The procedure to replace SMBS by enzymes should be kept simple. The ideal way is to make small trials in a pilot plant or laboratory to adjust the dough consistency and establish a convincing quality improvement of the final product. Once the decision for a modified procedure (enzyme dosage, recipe modifications, time and temperature adjustments) is taken, the process for the change-over in the production plant can start.

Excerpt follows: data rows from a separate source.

//! Output Panel Component
//!
//! Shows the generated subject/body (already HTML-escaped) or a notice.

use leptos::prelude::*;

use crate::context::AppContext;
use crate::store::{use_app_store, AppStateStoreFields};

#[component]
pub fn OutputPanel() -> impl IntoView {
    let ctx = use_context::<AppContext>().expect("AppContext should be provided");
    let store = use_app_store();

    let mode_label = move || store.compose_mode().get().label();
    let is_empty = move || ctx.output.with(|o| o.subject.is_empty() && o.body.is_empty());

    view! {
        <section class="output-panel" class:busy=move || ctx.busy.get()>
            <header class="output-header">
                <h2>"Message"</h2>
                <span class="output-mode">{mode_label}</span>
            </header>
            {move || ctx.notice.get().map(|notice| view! {
                <p class="output-notice">{notice}</p>
            })}
            <Show
                when=move || !is_empty()
                fallback=|| view! { <p class="output-placeholder">"Generated text appears here."</p> }
            >
                <div class="output-subject" inner_html=move || ctx.output.with(|o| o.subject.clone())></div>
                <div class="output-body" inner_html=move || ctx.output.with(|o| o.body.clone())></div>
            </Show>
        </section>
    }
}
//! Generate Orchestrator
//!
//! One pass of "turn the current form into a subject/body": local templates
//! render in place, server intents go through `/generate`. Failures end up
//! in the view, never in the caller.

use std::cell::Cell;

use async_trait::async_trait;
use serde::{Deserialize, Serialize};
use serde_json::{Map, Value};

use crate::catalog::IntentCatalog;
use crate::error::ApiError;
use crate::form::FormState;
use crate::model::{null_as_default, IntentSummary, SchemaMap};
use crate::predict::{Debouncer, Ticket};
use crate::prefs::ComposeMode;
use crate::template::{escape_html, render_local};
use crate::validation::list_missing;

pub const PICK_INTENT_MESSAGE: &str = "Pick a suggestion or a card first.";

// ========================
// Wire types
// ========================

#[derive(Debug, Clone, PartialEq, Serialize)]
pub struct GenerateRequest {
    pub intent: String,
    pub fields: Map<String, Value>,
}

/// `/generate` success body; `missing` may accompany a partial render
#[derive(Debug, Clone, Default, PartialEq, Deserialize)]
#[serde(default)]
pub struct GenerateResponse {
    #[serde(deserialize_with = "null_as_default")]
    pub subject: String,
    #[serde(deserialize_with = "null_as_default")]
    pub body: String,
    #[serde(deserialize_with = "null_as_default")]
    pub missing: Vec<String>,
}

/// `/template_source/:id` body
#[derive(Debug, Clone, Default, PartialEq, Deserialize)]
#[serde(default)]
pub struct TemplateSource {
    #[serde(rename = "intentId", deserialize_with = "null_as_default")]
    pub intent_id: String,
    #[serde(deserialize_with = "null_as_default")]
    pub subject: String,
    #[serde(deserialize_with = "null_as_default")]
    pub body: String,
}

/// Subject/body ready for the output panel (HTML-safe)
#[derive(Debug, Clone, Default, PartialEq, Eq)]
pub struct RenderedMessage {
    pub subject: String,
    pub body: String,
}

impl RenderedMessage {
    /// From plain server text: drop an echoed `Subject:` line, then escape
    pub fn from_server(subject: &str, body: &str) -> Self {
        let (echoed, body) = strip_subject_line(body);
        let subject = if subject.trim().is_empty() { echoed.unwrap_or_default() } else { subject };
        Self { subject: escape_html(subject.trim()), body: escape_html(body) }
    }
}

/// Split off a leading `Subject: ...` line the backend may echo into the body
pub fn strip_subject_line(body: &str) -> (Option<&str>, &str) {
    let trimmed = body.trim_start();
    let (first, rest) = match trimmed.find('\n') {
        Some(i) => (&trimmed[..i], &trimmed[i + 1..]),
        None => (trimmed, ""),
    };
    let first = first.trim_end_matches('\r');
    let is_subject = first.get(..8).map_or(false, |p| p.eq_ignore_ascii_case("subject:"));
    if !is_subject {
        return (None, body);
    }
    (Some(first[8..].trim()), rest.trim_start_matches(['\r', '\n']))
}

// ========================
// Seams
// ========================

/// Backend endpoints
#[async_trait(?Send)]
pub trait ComposeApi {
    async fn schema(&self) -> Result<SchemaMap, ApiError>;

    async fn intents(&self) -> Result<Vec<IntentSummary>, ApiError>;

    async fn generate(&self, request: &GenerateRequest) -> Result<GenerateResponse, ApiError>;

    /// Raw `/predict` body; see [`crate::predict::normalize_prediction`]
    async fn predict(&self, request: &crate::predict::PredictRequest) -> Result<Value, ApiError>;

    async fn template_source(&self, intent_id: &str) -> Result<TemplateSource, ApiError>;
}

/// How output reaches the panel
#[derive(Debug, Clone, Copy, PartialEq, Eq)]
pub enum Reveal {
    Instant,
    Typewriter,
}

impl From<ComposeMode> for Reveal {
    fn from(mode: ComposeMode) -> Self {
        if mode.typewriter() {
            Reveal::Typewriter
        } else {
            Reveal::Instant
        }
    }
}

/// UI side effects of a generate pass
pub trait GenerateView {
    fn set_busy(&self, busy: bool);

    fn show_output(&self, message: &RenderedMessage, reveal: Reveal);

    fn highlight_missing(&self, keys: &[String]);

    fn notify(&self, message: &str);
}

#[derive(Debug, Clone, PartialEq)]
pub enum GenerateOutcome {
    RenderedLocally,
    NoIntent,
    Rendered { missing: Vec<String> },
    Failed { status: Option<u16>, message: String },
}

/// Run one generate pass.
///
/// `form` must belong to `selected` when both are present.
pub async fn generate<A, V>(
    api: &A,
    view: &V,
    catalog: &IntentCatalog,
    selected: Option<&str>,
    form: Option<&FormState>,
    mode: ComposeMode,
) -> GenerateOutcome
where
    A: ComposeApi + ?Sized,
    V: GenerateView + ?Sized,
{
    let Some(intent_id) = selected else {
        view.notify(PICK_INTENT_MESSAGE);
        return GenerateOutcome::NoIntent;
    };
    let fields = form.map(FormState::payload).unwrap_or_default();

    if catalog.is_local(intent_id) {
        return match catalog.template(intent_id) {
            Some(template) => {
                view.show_output(&render_local(template, &fields), mode.into());
                GenerateOutcome::RenderedLocally
            }
            None => {
                view.notify(PICK_INTENT_MESSAGE);
                GenerateOutcome::NoIntent
            }
        };
    }

    let missing = catalog
        .get(intent_id)
        .map(|intent| list_missing(intent, &fields))
        .unwrap_or_default();
    if !missing.is_empty() {
        log::info!("generating {} with missing fields {:?}", intent_id, missing);
        view.highlight_missing(&missing);
    }

    view.set_busy(true);
    let request = GenerateRequest { intent: intent_id.to_string(), fields };
    let outcome = match api.generate(&request).await {
        Ok(response) => {
            view.show_output(&RenderedMessage::from_server(&response.subject, &response.body), mode.into());
            if !response.missing.is_empty() {
                view.highlight_missing(&response.missing);
            }
            GenerateOutcome::Rendered { missing: response.missing }
        }
        Err(err) => {
            log::error!("generate {} failed: {}", intent_id, err);
            let status = match &err {
                ApiError::Status { status, .. } => Some(*status),
                _ => None,
            };
            if let Some(payload) = err.payload() {
                let partial: GenerateResponse = serde_json::from_value(payload.clone()).unwrap_or_default();
                if !partial.subject.is_empty() || !partial.body.is_empty() {
                    view.show_output(&RenderedMessage::from_server(&partial.subject, &partial.body), Reveal::Instant);
                }
                if !partial.missing.is_empty() {
                    view.highlight_missing(&partial.missing);
                }
            }
            GenerateOutcome::Failed {
                status,
                message: err.message().map(str::to_string).unwrap_or_else(|| err.to_string()),
            }
        }
    };
    view.set_busy(false);
    outcome
}

// ========================
// Live preview
// ========================

/// What a settled live-preview ticket should do
#[derive(Debug, Clone, Copy, PartialEq, Eq)]
pub enum PreviewAction {
    /// A newer edit arrived; do nothing
    Stale,
    Run,
    /// A pass is in flight; run once it finishes
    Deferred,
}

/// Debounced regenerate-on-edit. An edit that settles during an in-flight
/// pass is remembered and replayed when that pass ends.
#[derive(Debug, Default)]
pub struct LivePreview {
    debouncer: Debouncer,
    deferred: Cell<bool>,
}

impl LivePreview {
    pub fn new() -> Self {
        Self::default()
    }

    /// Register an edit
    pub fn edited(&self) -> Ticket {
        self.debouncer.bump()
    }

    /// The debounce window for `ticket` elapsed
    pub fn settle(&self, ticket: Ticket, busy: bool) -> PreviewAction {
        if !self.debouncer.is_current(ticket) {
            PreviewAction::Stale
        } else if busy {
            self.deferred.set(true);
            PreviewAction::Deferred
        } else {
            PreviewAction::Run
        }
    }

    /// A generate pass ended; true if a deferred preview should run now
    pub fn take_deferred(&self) -> bool {
        self.deferred.replace(false)
    }
}

// ========================
// Typewriter
// ========================

/// Byte offsets at which to cut `text` for each typewriter tick.
///
/// Advances `per_tick` visible characters per step; an HTML entity counts as
/// one character and a tag is skipped whole. The last step is `text.len()`.
#[derive(Debug, Clone)]
pub struct TypewriterReveal<'a> {
    text: &'a str,
    pos: usize,
    per_tick: usize,
}

impl<'a> TypewriterReveal<'a> {
    pub fn new(text: &'a str, per_tick: usize) -> Self {
        Self { text, pos: 0, per_tick: per_tick.max(1) }
    }

    fn advance_one(&mut self) {
        let rest = &self.text[self.pos..];
        let Some(c) = rest.chars().next() else {
            return;
        };
        let atomic_end = match c {
            '&' => rest.find(';').filter(|&i| i <= 10),
            '<' => rest.find('>'),
            _ => None,
        };
        self.pos += match atomic_end {
            Some(i) => i + 1,
            None => c.len_utf8(),
        };
    }
}

impl Iterator for TypewriterReveal<'_> {
    type Item = usize;

    fn next(&mut self) -> Option<usize> {
        if self.pos >= self.text.len() {
            return None;
        }
        for _ in 0..self.per_tick {
            self.advance_one();
        }
        Some(self.pos)
    }
}

#[cfg(test)]
mod tests {
    use super::*;

    #[test]
    fn test_response_tolerates_nulls() {
        let response: GenerateResponse =
            serde_json::from_value(serde_json::json!({"subject": "Hi", "body": "B", "missing": null})).unwrap();
        assert_eq!(response, GenerateResponse { subject: "Hi".into(), body: "B".into(), missing: Vec::new() });

        let partial: GenerateResponse =
            serde_json::from_value(serde_json::json!({"detail": "x", "subject": null, "body": "Partial"})).unwrap();
        assert_eq!(partial.body, "Partial");
        assert!(partial.subject.is_empty());

        let source: TemplateSource =
            serde_json::from_value(serde_json::json!({"intentId": "refund", "subject": null, "body": null})).unwrap();
        assert_eq!(source.intent_id, "refund");
        assert!(source.body.is_empty());
    }

    #[test]
    fn test_strip_subject_line() {
        assert_eq!(
            strip_subject_line("Subject: Your order\n\nHello"),
            (Some("Your order"), "Hello")
        );
        assert_eq!(strip_subject_line("  subject:Hi\r\nBody"), (Some("Hi"), "Body"));
        assert_eq!(strip_subject_line("Hello\nSubject: x"), (None, "Hello\nSubject: x"));
        assert_eq!(strip_subject_line("Subject"), (None, "Subject"));
    }

    #[test]
    fn test_from_server_adopts_echoed_subject() {
        let msg = RenderedMessage::from_server("", "Subject: Ship <today>\nBody & more");
        assert_eq!(msg.subject, "Ship &lt;today&gt;");
        assert_eq!(msg.body, "Body &amp; more");

        let msg = RenderedMessage::from_server("Real", "Subject: Echo\nBody");
        assert_eq!(msg.subject, "Real");
        assert_eq!(msg.body, "Body");
    }

    #[test]
    fn test_live_preview_defers_while_busy() {
        let preview = LivePreview::new();
        let first = preview.edited();
        assert_eq!(preview.settle(first, false), PreviewAction::Run);

        // edit lands while the first pass is still in flight
        let second = preview.edited();
        assert_eq!(preview.settle(first, true), PreviewAction::Stale);
        assert_eq!(preview.settle(second, true), PreviewAction::Deferred);
        assert!(preview.take_deferred());
        assert!(!preview.take_deferred());
    }

    #[test]
    fn test_live_preview_runs_when_idle() {
        let preview = LivePreview::new();
        let ticket = preview.edited();
        assert_eq!(preview.settle(ticket, false), PreviewAction::Run);
        assert!(!preview.take_deferred());
    }

    #[test]
    fn test_typewriter_steps() {
        let steps: Vec<usize> = TypewriterReveal::new("abcdefg", 3).collect();
        assert_eq!(steps, vec![3, 6, 7]);
        assert_eq!(TypewriterReveal::new("", 3).count(), 0);
    }

    #[test]
    fn test_typewriter_keeps_entities_whole() {
        let text = "a&amp;b<br>cé";
        let cuts: Vec<&str> = TypewriterReveal::new(text, 2).map(|end| &text[..end]).collect();
        assert_eq!(cuts, vec!["a&amp;", "a&amp;b<br>", "a&amp;b<br>cé"]);
    }

    #[test]
    fn test_reveal_from_mode() {
        assert_eq!(Reveal::from(ComposeMode::Type), Reveal::Typewriter);
        assert_eq!(Reveal::from(ComposeMode::Preview), Reveal::Instant);
        assert_eq!(Reveal::from(ComposeMode::Off), Reveal::Instant);
    }
}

Particularly if no pilot plant is available, it is advisable to introduce the change in small steps. In order to avoid unnecessary trouble at the production scale, the replacement process should start by using e.g. 20 % of the chosen typical enzyme dosage replacing e.g. 20 % of the SMBS, then 40 % etc., accompanied by small adjustments of the resting time (let the dough-maker decide when the dough is ready) and of the oven temperature. Reduce milk solids and reducing sugars stepwise in order to compensate for differences in the colour of the product. In a relatively short time, the process can be completed. Table 1 gives an example for an iterative replacement of SMBS accompanied by an economic optimization of the formula.
1 We chose a low maximum dosage in order to improve the processing tolerance: Higher dosages cause faster change of dough properties in case of standstills.
2 Mixing time depends on type of mixer, may vary from 8 to 15 minutes
3 Resting times vary with enzyme dosage. Lower enzyme dosages require longer resting times but result in more tolerance in case of interruptions of the production process. Resting time can be reduced when mixing time is prolonged (keep energy input constant by reducing mixing speed).